▸ **Task item**
For the entries below, the result should be an exact transcription of the lines from the one with "#[derive(Default)]" up to and including the one with "unit of work.", and only those.

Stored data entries
..............................
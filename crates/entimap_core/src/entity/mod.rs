//! Entities and aggregate graphs.
//!
//! An [`Entity`] is a cheap-to-clone handle onto shared, lock-protected
//! state. Children are owned by their parent's collections and point back
//! at it through a weak reference, so an aggregate is freed when its root
//! handle is dropped.

mod load;

use crate::error::{CoreError, CoreResult};
use crate::mapper::Mapper;
use crate::persist;
use crate::schema::{Attribute, EntityClass, Schema, ACTIVE_ATTRIBUTE, ID_ATTRIBUTE};
use crate::tracker::TrackedEntry;
use crate::types::{EntityId, EntityKey};
use entimap_codec::{Row, Value};
use parking_lot::{Mutex, RwLock};
use std::collections::HashMap;
use std::fmt;
use std::hash::{Hash, Hasher};
use std::sync::{Arc, Weak};

/// Handle onto an entity instance.
///
/// Clones share the same instance; equality is identity.
#[derive(Clone)]
pub struct Entity {
    inner: Arc<EntityInner>,
}

struct EntityInner {
    key: EntityKey,
    schema: Arc<Schema>,
    class: Arc<EntityClass>,
    parent: Option<Weak<EntityInner>>,
    fields: RwLock<Fields>,
    entries: Mutex<Vec<Weak<TrackedEntry>>>,
}

/// Field storage. A value reference absent from `references` is null.
#[derive(Default)]
pub(crate) struct Fields {
    pub(crate) values: HashMap<String, Value>,
    pub(crate) references: HashMap<String, Entity>,
    pub(crate) children: HashMap<String, Vec<Entity>>,
}

impl Fields {
    fn defaults(class: &EntityClass) -> Self {
        let mut fields = Self::default();
        for attribute in class.attributes() {
            match attribute {
                Attribute::Scalar(s) => {
                    fields
                        .values
                        .insert(s.name().to_string(), s.default_value().clone());
                }
                Attribute::Children(c) => {
                    fields.children.insert(c.name.clone(), Vec::new());
                }
                Attribute::Parent(_) | Attribute::ValueRef(_) => {}
            }
        }
        fields
    }
}
//! Unit-of-work and journal configuration.

use crate::tracker::EntryState;

/// Configuration for a unit of work.
#[derive(Debug, Clone, Copy)]
pub struct UnitOfWorkConfig {
    /// Either [`EntryState::Dirty`] or [`EntryState::Clean`]; set through
    /// [`UnitOfWorkConfig::clean_after_commit`].
    committed_state: EntryState,

    /// Whether rollback reloads dirty and deleted entities from the mapper.
    ///
    /// When off, rollback stops tracking them and leaves their in-memory
    /// state untouched.
    pub reload_on_rollback: bool,
}

impl Default for UnitOfWorkConfig {
    fn default() -> Self {
        Self {
            committed_state: EntryState::Dirty,
            reload_on_rollback: true,
        }
    }
}

impl UnitOfWorkConfig {
    /// Creates a configuration with default values.
    #[must_use]
    pub fn new() -> Self {
        Self::default()
    }

    /// Re-files committed entries as clean instead of dirty.
    #[must_use]
    pub const fn clean_after_commit(mut self, value: bool) -> Self {
        self.committed_state = if value {
            EntryState::Clean
        } else {
            EntryState::Dirty
        };
        self
    }

    /// State committed dirty and new entries are re-filed under.
    #[must_use]
    pub const fn committed_state(&self) -> EntryState {
        self.committed_state
    }

    /// Sets whether rollback reloads from the mapper.
    #[must_use]
    pub const fn reload_on_rollback(mut self, value: bool) -> Self {
        self.reload_on_rollback = value;
        self
    }
}

/// Configuration for a [`crate::JournalMapper`].
#[derive(Debug, Clone, Copy)]
pub struct JournalConfig {
    /// Whether to flush the backend after every record (safer but slower).
    pub sync_on_write: bool,
}

impl Default for JournalConfig {
    fn default() -> Self {
        Self {
            sync_on_write: true,
        }
    }
}

impl JournalConfig {
    /// Creates a configuration with default values.
    #[must_use]
    pub fn new() -> Self {
        Self::default()
    }

    /// Sets whether to flush after every record.
    #[must_use]
    pub const fn sync_on_write(mut self, value: bool) -> Self {
        self.sync_on_write = value;
        self
    }
}

#[cfg(test)]
mod tests {
    use super::*;

    #[test]
    fn default_config() {
        let config = UnitOfWorkConfig::default();
        assert_eq!(config.committed_state(), EntryState::Dirty);
        assert!(config.reload_on_rollback);
        assert!(JournalConfig::default().sync_on_write);
    }

    #[test]
    fn builder_pattern() {
        let config = UnitOfWorkConfig::new()
            .clean_after_commit(true)
            .reload_on_rollback(false);
        assert_eq!(config.committed_state(), EntryState::Clean);
        let config = config.clean_after_commit(false);
        assert_eq!(config.committed_state(), EntryState::Dirty);
        assert!(!config.reload_on_rollback);

        let journal = JournalConfig::new().sync_on_write(false);
        assert!(!journal.sync_on_write);
    }
}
..............................
▸ **Answer for the task**
#[derive(Default)]
pub(crate) struct Fields {
    pub(crate) values: HashMap<String, Value>,
    pub(crate) references: HashMap<String, Entity>,
    pub(crate) children: HashMap<String, Vec<Entity>>,
}

impl Fields {
    fn defaults(class: &EntityClass) -> Self {
        let mut fields = Self::default();
        for attribute in class.attributes() {
            match attribute {
                Attribute::Scalar(s) => {
                    fields
                        .values
                        .insert(s.name().to_string(), s.default_value().clone());
                }
                Attribute::Children(c) => {
                    fields.children.insert(c.name.clone(), Vec::new());
                }
                Attribute::Parent(_) | Attribute::ValueRef(_) => {}
            }
        }
        fields
    }
}
//! Unit-of-work and journal configuration.

use crate::tracker::EntryState;

/// Configuration for a unit of work.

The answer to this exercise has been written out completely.